═══ DATA ═══
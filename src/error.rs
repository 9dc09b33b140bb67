//! Errors returned by the device plugin.

use std::path::PathBuf;
use thiserror::Error;

/// A device plugin error
#[derive(Debug, Error)]
pub enum Error {
    /// A device given on the command line could not be parsed
    #[error("invalid device spec {:?}: {}", spec, reason)]
    InvalidDeviceSpec {
        /// The raw spec
        spec: String,
        /// Why it was rejected
        reason: String,
    },
    /// The same device ID was advertised twice
    #[error("device {} is listed more than once", id)]
    DuplicateDevice {
        /// The repeated device ID
        id: String,
    },
    /// There are no devices to advertise
    #[error("the device inventory is empty")]
    EmptyInventory,
    /// The configuration is unusable
    #[error("invalid configuration: {0}")]
    InvalidConfig(String),
    /// The plugin socket could not be bound
    #[error("unable to listen on {}: {}", path.display(), source)]
    Bind {
        /// The socket path
        path: PathBuf,
        /// The underlying error
        source: std::io::Error,
    },
    /// Filesystem error while preparing the socket
    #[error(transparent)]
    Io(#[from] std::io::Error),
    /// The gRPC server or a gRPC connection failed
    #[error(transparent)]
    Transport(#[from] tonic::transport::Error),
    /// Kubelet refused or never answered the registration request
    #[error("registration with kubelet at {} failed: {}", kubelet_socket.display(), status)]
    Registration {
        /// Kubelet's registration socket
        kubelet_socket: PathBuf,
        /// The status kubelet answered with
        status: tonic::Status,
    },
    /// The task running the gRPC server panicked or was cancelled
    #[error("device plugin server task failed: {0}")]
    Task(#[from] tokio::task::JoinError),
}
═══
## TASK DIRECTIONS
Scan the records above. Return every line with "answered" in it.

## SOLUTION BELOW
    /// Kubelet refused or never answered the registration request
        /// The status kubelet answered with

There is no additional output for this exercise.